### Entries provided
//! Politician service.
//!
//! Owns the read-through detail cache and the view counter. A detail fetch
//! serves the cached payload when present, recomputes and caches it
//! otherwise, and in both cases bumps the persisted view counter by exactly
//! one with an atomic in-place UPDATE. The served payload may therefore be a
//! pre-increment snapshot; the counter itself never loses a read.

use chrono::Utc;
use netabase_common::{slugify, AppError, AppResult, DetailCache, IdGenerator};
use netabase_db::{
    entities::{initiative, politician, promise},
    repositories::{
        InitiativeRepository, PartyRepository, PoliticianListQuery, PoliticianListRow,
        PoliticianRepository, PromiseRepository, RatingRepository,
    },
};
use sea_orm::Set;
use serde::{Deserialize, Serialize};
use validator::Validate;

/// One item of a politician listing.
#[derive(Debug, Clone, Serialize)]
pub struct PoliticianListItem {
    pub id: String,
    pub name: String,
    pub slug: String,
    pub photo: Option<String>,
    pub age: i32,
    pub location: Option<String>,
    pub is_active: bool,
    pub views: i64,
    pub party_name: String,
    /// 0.0 when the politician has no ratings.
    pub average_rating: f64,
    pub rating_count: i64,
}

impl From<PoliticianListRow> for PoliticianListItem {
    fn from(row: PoliticianListRow) -> Self {
        Self {
            id: row.id,
            name: row.name,
            slug: row.slug,
            photo: row.photo,
            age: row.age,
            location: row.location,
            is_active: row.is_active,
            views: row.views,
            party_name: row.party_name,
            average_rating: rounded_average(row.average_rating),
            rating_count: row.rating_count,
        }
    }
}

/// Initiative as embedded in a detail payload.
#[derive(Debug, Clone, Serialize, Deserialize)]
pub struct InitiativeView {
    pub id: String,
    pub title: String,
    pub description: String,
    pub created_at: String,
}

impl From<initiative::Model> for InitiativeView {
    fn from(model: initiative::Model) -> Self {
        Self {
            id: model.id,
            title: model.title,
            description: model.description,
            created_at: model.created_at.to_rfc3339(),
        }
    }
}

/// Promise as embedded in a detail payload.
#[derive(Debug, Clone, Serialize, Deserialize)]
pub struct PromiseView {
    pub id: String,
    pub title: String,
    pub description: String,
    pub status: promise::PromiseStatus,
    pub created_at: String,
}

impl From<promise::Model> for PromiseView {
    fn from(model: promise::Model) -> Self {
        Self {
            id: model.id,
            title: model.title,
            description: model.description,
            status: model.status,
            created_at: model.created_at.to_rfc3339(),
        }
    }
}

/// Full politician detail payload; this is what the detail cache stores.
#[derive(Debug, Clone, Serialize, Deserialize)]
pub struct PoliticianDetail {
    pub id: String,
    pub name: String,
    pub slug: String,
    pub photo: Option<String>,
    pub age: i32,
    pub education: String,
    pub criminal_record: Option<String>,
    pub party_id: String,
    pub party_name: String,
    pub party_position: Option<String>,
    pub criticism: Option<String>,
    pub location: Option<String>,
    pub biography: String,
    pub previous_party_history: Option<String>,
    pub is_active: bool,
    /// Snapshot at cache-fill time; the live counter keeps moving underneath.
    pub views: i64,
    pub average_rating: f64,
    pub rating_count: u64,
    pub initiatives: Vec<InitiativeView>,
    pub promises: Vec<PromiseView>,
    pub created_at: String,
    pub updated_at: Option<String>,
}

/// Round a mean score to two decimals; absent means no ratings, reported
/// as 0.0 rather than null.
fn rounded_average(average: Option<f64>) -> f64 {
    average.map_or(0.0, |avg| (avg * 100.0).round() / 100.0)
}

/// Input for creating a politician (admin/seed path, not exposed over HTTP).
#[derive(Debug, Deserialize, Validate)]
pub struct CreatePoliticianInput {
    #[validate(length(min = 1, max = 255))]
    pub name: String,

    pub photo: Option<String>,

    #[validate(range(min = 18, max = 100, message = "Age must be between 18 and 100."))]
    pub age: i32,

    pub education: String,
    pub criminal_record: Option<String>,

    /// Slug of the party the politician belongs to.
    pub party: String,
    pub party_position: Option<String>,

    pub criticism: Option<String>,
    pub location: Option<String>,
    pub biography: String,
    pub previous_party_history: Option<String>,

    pub is_active: bool,
}

/// Politician service for business logic.
#[derive(Clone)]
pub struct PoliticianService {
    politician_repo: PoliticianRepository,
    party_repo: PartyRepository,
    rating_repo: RatingRepository,
    initiative_repo: InitiativeRepository,
    promise_repo: PromiseRepository,
    cache: DetailCache,
    id_gen: IdGenerator,
}

impl PoliticianService {
    /// Create a new politician service.
    #[must_use]
    pub fn new(
        politician_repo: PoliticianRepository,
        party_repo: PartyRepository,
        rating_repo: RatingRepository,
        initiative_repo: InitiativeRepository,
        promise_repo: PromiseRepository,
        cache: DetailCache,
    ) -> Self {
        Self {
            politician_repo,
            party_repo,
            rating_repo,
            initiative_repo,
            promise_repo,
            cache,
            id_gen: IdGenerator::new(),
        }
    }

    /// Create a politician.
    ///
    /// The slug is derived from the name here, once; the view counter
    /// starts at zero.
    pub async fn create(&self, input: CreatePoliticianInput) -> AppResult<politician::Model> {
        input.validate()?;

        let party = self
            .party_repo
            .find_by_slug(&input.party)
            .await?
            .ok_or_else(|| AppError::PartyNotFound(input.party.clone()))?;

        let slug = slugify(&input.name);
        if slug.is_empty() {
            return Err(AppError::Validation(
                "Name does not produce a usable slug.".to_string(),
            ));
        }

        if self.politician_repo.find_by_slug(&slug).await?.is_some() {
            return Err(AppError::Conflict(format!(
                "A politician with slug '{slug}' already exists"
            )));
        }

        let model = politician::ActiveModel {
            id: Set(self.id_gen.generate()),
            name: Set(input.name),
            slug: Set(slug),
            photo: Set(input.photo),
            age: Set(input.age),
            education: Set(input.education),
            criminal_record: Set(input.criminal_record),
            party_id: Set(party.id),
            party_position: Set(input.party_position),
            criticism: Set(input.criticism),
            location: Set(input.location),
            biography: Set(input.biography),
            previous_party_history: Set(input.previous_party_history),
            is_active: Set(input.is_active),
            views: Set(0),
            created_at: Set(Utc::now().into()),
            updated_at: Set(None),
        };

        self.politician_repo.create(model).await
    }

    /// List politicians with aggregates and the total match count.
    pub async fn list(
        &self,
        query: &PoliticianListQuery,
    ) -> AppResult<(Vec<PoliticianListItem>, u64)> {
        let rows = self.politician_repo.list(query).await?;
        let count = self.politician_repo.count(query).await?;
        Ok((rows.into_iter().map(Into::into).collect(), count))
    }

    /// Get a politician's detail payload by slug.
    ///
    /// Read-through: a cache hit is served as-is (it may be stale relative
    /// to rating changes; rating mutations actively invalidate it), a miss
    /// loads and caches the payload. Either way the view counter is
    /// incremented by exactly one, independent of the cache.
    pub async fn get_detail(&self, slug: &str) -> AppResult<PoliticianDetail> {
        if let Some(detail) = self.cache.get::<PoliticianDetail>(slug).await? {
            self.politician_repo.increment_views(slug).await?;
            return Ok(detail);
        }

        let politician = self
            .politician_repo
            .find_by_slug(slug)
            .await?
            .ok_or_else(|| AppError::PoliticianNotFound(slug.to_string()))?;

        let detail = self.build_detail(politician).await?;
        self.cache.set(slug, &detail).await?;

        self.politician_repo.increment_views(slug).await?;

        Ok(detail)
    }

    /// Assemble the full detail payload for a politician.
    async fn build_detail(&self, politician: politician::Model) -> AppResult<PoliticianDetail> {
        let party = self
            .party_repo
            .find_by_id(&politician.party_id)
            .await?
            .ok_or_else(|| AppError::PartyNotFound(politician.party_id.clone()))?;

        let average = self.rating_repo.average_for(&politician.id).await?;
        let rating_count = self.rating_repo.count_by_politician(&politician.id).await?;
        let initiatives = self
            .initiative_repo
            .find_by_politician(&politician.id)
            .await?;
        let promises = self.promise_repo.find_by_politician(&politician.id).await?;

        Ok(PoliticianDetail {
            id: politician.id,
            name: politician.name,
            slug: politician.slug,
            photo: politician.photo,
            age: politician.age,
            education: politician.education,
            criminal_record: politician.criminal_record,
            party_id: politician.party_id,
            party_name: party.name,
            party_position: politician.party_position,
            criticism: politician.criticism,
            location: politician.location,
            biography: politician.biography,
            previous_party_history: politician.previous_party_history,
            is_active: politician.is_active,
            views: politician.views,
            average_rating: rounded_average(average),
            rating_count,
            initiatives: initiatives.into_iter().map(Into::into).collect(),
            promises: promises.into_iter().map(Into::into).collect(),
            created_at: politician.created_at.to_rfc3339(),
            updated_at: politician.updated_at.map(|t| t.to_rfc3339()),
        })
    }
}

#[cfg(test)]
#[allow(clippy::unwrap_used)]
mod tests {
    use super::*;
    use netabase_db::repositories::PartyRepository;
    use sea_orm::{DatabaseBackend, MockDatabase};
    use std::sync::Arc;

    fn test_cache() -> DetailCache {
        let config = fred::types::config::Config::default();
        let client = fred::clients::Client::new(config, None, None, None);
        DetailCache::new(Arc::new(client), "test:politician".to_string(), 900)
    }

    fn empty_db() -> Arc<sea_orm::DatabaseConnection> {
        Arc::new(MockDatabase::new(DatabaseBackend::Postgres).into_connection())
    }

    fn service_with(
        politician_db: Arc<sea_orm::DatabaseConnection>,
        party_db: Arc<sea_orm::DatabaseConnection>,
    ) -> PoliticianService {
        PoliticianService::new(
            PoliticianRepository::new(politician_db),
            PartyRepository::new(party_db),
            RatingRepository::new(empty_db()),
            InitiativeRepository::new(empty_db()),
            PromiseRepository::new(empty_db()),
            test_cache(),
        )
    }

    fn create_input(age: i32) -> CreatePoliticianInput {
        CreatePoliticianInput {
            name: "Jane Doe".to_string(),
            photo: None,
            age,
            education: "Law degree".to_string(),
            criminal_record: None,
            party: "civic-union".to_string(),
            party_position: None,
            criticism: None,
            location: Some("Kathmandu".to_string()),
            biography: "A politician.".to_string(),
            previous_party_history: None,
            is_active: true,
        }
    }

    #[tokio::test]
    async fn test_create_rejects_underage() {
        let service = service_with(empty_db(), empty_db());

        let result = service.create(create_input(17)).await;
        assert!(matches!(result, Err(AppError::Validation(_))));
    }

    #[tokio::test]
    async fn test_create_rejects_unknown_party() {
        let party_db = Arc::new(
            MockDatabase::new(DatabaseBackend::Postgres)
                .append_query_results([Vec::<netabase_db::entities::party::Model>::new()])
                .into_connection(),
        );
        let service = service_with(empty_db(), party_db);

        let result = service.create(create_input(45)).await;
        assert!(matches!(result, Err(AppError::PartyNotFound(_))));
    }

    #[test]
    fn test_rounded_average_none_is_zero() {
        assert_eq!(rounded_average(None), 0.0);
    }

    #[test]
    fn test_rounded_average_two_decimals() {
        assert_eq!(rounded_average(Some(3.333_333)), 3.33);
        assert_eq!(rounded_average(Some(4.0)), 4.0);
        assert_eq!(rounded_average(Some(4.666_666)), 4.67);
    }

    #[test]
    fn test_list_item_from_row() {
        let row = PoliticianListRow {
            id: "pol1".to_string(),
            name: "Jane Doe".to_string(),
            slug: "jane-doe".to_string(),
            photo: None,
            age: 45,
            location: None,
            is_active: true,
            views: 10,
            party_name: "Civic Union".to_string(),
            average_rating: Some(3.666_666),
            rating_count: 3,
        };

        let item = PoliticianListItem::from(row);
        assert_eq!(item.average_rating, 3.67);
        assert_eq!(item.rating_count, 3);
    }
}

### What to produce
Go through the listing above and locate each line that holds the word "status". Copy those lines.

### Exercise answer
    pub status: promise::PromiseStatus,
            status: model.status,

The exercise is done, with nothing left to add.